では、発達障害者も含めて、成人に対するソーシャルスキルトレーニングがなぜ必要なのか、発達障害が原因で起こりがちなトラブル事例を基に考えてみましょう。

  • 会議中に全く関係の無い話をする
  • 見たまま感じたままの事をダイレクトに口に出してしまう
  • 本音と冗談の区別がつかずトラブルになる
  • 作業工程を少しでも変更されると怒りだす
  • 相手の都合を考えず自分の意見ばかり主張する
  • 自分も遅刻が多いのに相手の遅刻にひどく怒る
  • 上司の話が理解できず同じ失敗を繰り返す
  • etc…

上記は、発達障害者のトラブルとして紹介されることが多い事例の中のほんの一例です。

どれも社会人としてやってはいけない行為であったり、相手に対する配慮が必要なシーンであることがお分かりいただけるかと思います。

もしかすると、発達障害がなくても、経験のある方や身に覚えのある方もいるかも知れません。

ご理解いただきたいのは、上記に当てはまったら発達障害であるということではなく、日常生活を円滑にするための訓練ができるという点で、ソーシャルスキルトレーニングは健常者にも一つのツールとして利用されているということです。

「職場や日常生活における対人関係のトラブルを無くす」こともソーシャルスキルトレーニングの目的の一つですから、発達障害者に必要なトレーニングと考えるのではなく、成人の方の悩みを緩和する手段と考えても良いでしょう。

ソーシャルスキルトレーニングを実施している機関

成人の発達障害者向けのソーシャルスキルトレーニングを行っている機関がないか調べたところ、以下の機関でソーシャルスキルトレーニングを行っているケースがあることが分かりました。

  • 医療機関の精神科
  • 就労・生活支援センター
  • 就労移行支援事業所
  • 自治体等で設置している発達障害者支援施設
  • 民間のカウンセリング施設

どの機関でどんなプログラムのトレーニングを行っているかといった詳細な情報はありませんが、各支援機関で発達支援マネージャーがトレーニングを行っていたり、障害者雇用を進める会社が独自に行っている場合もあります。

以下のページでも厚生労働省がソーシャルスキルトレーニングの普及を推進していますので、ソーシャルスキルトレーニングを実施している機関を知りたい方は、まず各地域にある障害者福祉支援の機関などに問い合わせてみましょう。

【参考】厚生労働省「発達障害者支援施策の概要」

まとめ

ソーシャルスキルトレーニングのプログラムの内容を調べていくと、社会人として当然行っている社会的スキルを学ぶという事からどうしてもそのトレーニングの重要性が軽視されがちです。
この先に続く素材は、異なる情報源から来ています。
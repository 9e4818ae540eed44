pub mod rewards;
pub mod spin_attempts;
pub mod user_rewards;

pub use rewards as reward_entity;
pub use rewards::RewardKind;
pub use spin_attempts as spin_attempt_entity;
pub use user_rewards as user_reward_entity;
pub use user_rewards::AwardStatus;
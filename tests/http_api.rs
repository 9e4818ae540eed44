mod common;

use actix_web::http::StatusCode;
use actix_web::{App, test, web};
use common::*;
use events_rewards_backend::handlers;
use events_rewards_backend::middlewares::AuthMiddleware;
use events_rewards_backend::utils::JwtService;
use serde_json::{Value, json};
use uuid::Uuid;

const SECRET: &str = "test-secret";

fn bearer(user_id: Uuid) -> (&'static str, String) {
    let token = JwtService::new(SECRET, 3600)
        .generate_access_token(user_id, "player@example.com", "device-1")
        .unwrap();
    ("Authorization", format!("Bearer {token}"))
}

macro_rules! init_app {
    ($h:expr) => {
        test::init_service(
            App::new()
                .wrap(AuthMiddleware::new(JwtService::new(SECRET, 3600)))
                .app_data(web::Data::new($h.lucky_draw.clone()))
                .app_data(web::Data::new($h.claims.clone()))
                .service(
                    web::scope("/api/v1")
                        .configure(handlers::health_config)
                        .configure(handlers::lucky_draw_config)
                        .configure(handlers::user_config),
                ),
        )
        .await
    };
}

#[actix_web::test]
async fn test_public_endpoints_need_no_token() {
    let h = harness().await;
    seed_reward(&h.db, RewardSeed::real("Coffee voucher", 0.2)).await;
    let app = init_app!(h);

    let req = test::TestRequest::get().uri("/api/v1/health").to_request();
    let resp = test::call_service(&app, req).await;
    assert_eq!(resp.status(), StatusCode::OK);

    let req = test::TestRequest::get()
        .uri("/api/v1/lucky-draw/rewards")
        .to_request();
    let body: Value = test::call_and_read_body_json(&app, req).await;
    assert_eq!(body["success"], true);
    assert_eq!(body["data"][0]["name"], "Coffee voucher");
    // 不暴露权重与库存
    assert!(body["data"][0].get("probability").is_none());
    assert!(body["data"][0].get("total_claimed").is_none());
}

#[actix_web::test]
async fn test_protected_endpoints_reject_missing_or_bad_token() {
    let h = harness().await;
    let app = init_app!(h);

    let req = test::TestRequest::post()
        .uri("/api/v1/lucky-draw/spin")
        .to_request();
    let err = test::try_call_service(&app, req).await.unwrap_err();
    assert_eq!(err.as_response_error().status_code(), StatusCode::UNAUTHORIZED);

    let req = test::TestRequest::get()
        .uri("/api/v1/user/stats")
        .insert_header(("Authorization", "Bearer not-a-jwt"))
        .to_request();
    let err = test::try_call_service(&app, req).await.unwrap_err();
    assert_eq!(err.as_response_error().status_code(), StatusCode::UNAUTHORIZED);

    let other_signer = JwtService::new("another-secret", 3600)
        .generate_access_token(Uuid::new_v4(), "", "")
        .unwrap();
    let req = test::TestRequest::get()
        .uri("/api/v1/lucky-draw/remaining-spins")
        .insert_header(("Authorization", format!("Bearer {other_signer}")))
        .to_request();
    let err = test::try_call_service(&app, req).await.unwrap_err();
    assert_eq!(err.as_response_error().status_code(), StatusCode::UNAUTHORIZED);
}

#[actix_web::test]
async fn test_spin_limit_maps_to_429() {
    let h = harness().await;
    seed_reward(&h.db, RewardSeed::no_prize("Try again", 1.0)).await;
    let app = init_app!(h);
    let user = Uuid::new_v4();

    for expected in 1..=3 {
        let req = test::TestRequest::post()
            .uri("/api/v1/lucky-draw/spin")
            .insert_header(bearer(user))
            .to_request();
        let body: Value = test::call_and_read_body_json(&app, req).await;
        assert_eq!(body["success"], true);
        assert_eq!(body["data"]["attempts_used"], expected);
        assert!(body["data"].get("claim_code").is_none());
    }

    let req = test::TestRequest::post()
        .uri("/api/v1/lucky-draw/spin")
        .insert_header(bearer(user))
        .to_request();
    let resp = test::call_service(&app, req).await;
    assert_eq!(resp.status(), StatusCode::TOO_MANY_REQUESTS);
    let body: Value = test::read_body_json(resp).await;
    assert_eq!(body["success"], false);
    assert_eq!(body["error"]["code"], "RATE_LIMIT_EXCEEDED");

    let req = test::TestRequest::get()
        .uri("/api/v1/lucky-draw/remaining-spins")
        .insert_header(bearer(user))
        .to_request();
    let body: Value = test::call_and_read_body_json(&app, req).await;
    assert_eq!(body["data"]["remaining_spins"], 0);
    assert_eq!(body["data"]["can_spin_today"], false);
}

#[actix_web::test]
async fn test_empty_pool_maps_to_503() {
    let h = harness().await;
    let app = init_app!(h);

    let req = test::TestRequest::post()
        .uri("/api/v1/lucky-draw/spin")
        .insert_header(bearer(Uuid::new_v4()))
        .to_request();
    let resp = test::call_service(&app, req).await;
    assert_eq!(resp.status(), StatusCode::SERVICE_UNAVAILABLE);
    let body: Value = test::read_body_json(resp).await;
    assert_eq!(body["error"]["code"], "SERVICE_UNAVAILABLE");
}

#[actix_web::test]
async fn test_claim_flow_over_http() {
    let h = harness().await;
    seed_reward(&h.db, RewardSeed::real("Coffee voucher", 1.0)).await;
    let app = init_app!(h);
    let user = Uuid::new_v4();

    let req = test::TestRequest::post()
        .uri("/api/v1/lucky-draw/spin")
        .insert_header(bearer(user))
        .to_request();
    let body: Value = test::call_and_read_body_json(&app, req).await;
    let code = body["data"]["claim_code"].as_str().unwrap().to_string();

    let req = test::TestRequest::post()
        .uri("/api/v1/lucky-draw/claim")
        .insert_header(bearer(user))
        .set_json(json!({ "claim_code": "" }))
        .to_request();
    let resp = test::call_service(&app, req).await;
    assert_eq!(resp.status(), StatusCode::BAD_REQUEST);

    let req = test::TestRequest::post()
        .uri("/api/v1/lucky-draw/claim")
        .insert_header(bearer(Uuid::new_v4()))
        .set_json(json!({ "claim_code": code }))
        .to_request();
    let resp = test::call_service(&app, req).await;
    assert_eq!(resp.status(), StatusCode::NOT_FOUND);

    let req = test::TestRequest::post()
        .uri("/api/v1/lucky-draw/claim")
        .insert_header(bearer(user))
        .set_json(json!({ "claim_code": code }))
        .to_request();
    let body: Value = test::call_and_read_body_json(&app, req).await;
    assert_eq!(body["success"], true);
    assert_eq!(body["data"]["reward"]["status"], "claimed");

    let req = test::TestRequest::get()
        .uri("/api/v1/user/rewards?page=1&per_page=10")
        .insert_header(bearer(user))
        .to_request();
    let body: Value = test::call_and_read_body_json(&app, req).await;
    assert_eq!(body["data"]["total"], 1);
    assert_eq!(body["data"]["data"][0]["claim_code"], code.as_str());

    let req = test::TestRequest::get()
        .uri("/api/v1/user/stats")
        .insert_header(bearer(user))
        .to_request();
    let body: Value = test::call_and_read_body_json(&app, req).await;
    assert_eq!(body["data"]["total_spins"], 1);
    assert_eq!(body["data"]["claimed_rewards"], 1);
}

#[actix_web::test]
async fn test_expired_claim_maps_to_400() {
    let h = harness().await;
    seed_reward(&h.db, RewardSeed::real("Coffee voucher", 1.0)).await;
    let app = init_app!(h);
    let user = Uuid::new_v4();

    let code = h.lucky_draw.spin(user).await.unwrap().claim_code.unwrap();
    h.clock.advance(chrono::Duration::days(8));

    let req = test::TestRequest::post()
        .uri("/api/v1/lucky-draw/claim")
        .insert_header(bearer(user))
        .set_json(json!({ "claim_code": code }))
        .to_request();
    let resp = test::call_service(&app, req).await;
    assert_eq!(resp.status(), StatusCode::BAD_REQUEST);
    let body: Value = test::read_body_json(resp).await;
    assert_eq!(body["error"]["code"], "EXPIRED");
}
ただ、健常者の成人であっても、ふいに「やってしまった!」という瞬間はあるはずで、気づけば対人関係で同じ失敗を繰り返してしまっていることもあるのではないでしょうか。

今回ご紹介した支援機関によるトレーニングを受けずとも、ソーシャルスキルトレーニング用のボードゲームやカードゲームといった取り入れやすいものもありますので、興味がある場合は会社のレクレーションや家族が集まる場などで気軽に楽しみながらソーシャルスキルトレーニングを体験してみてもいいかもしれません。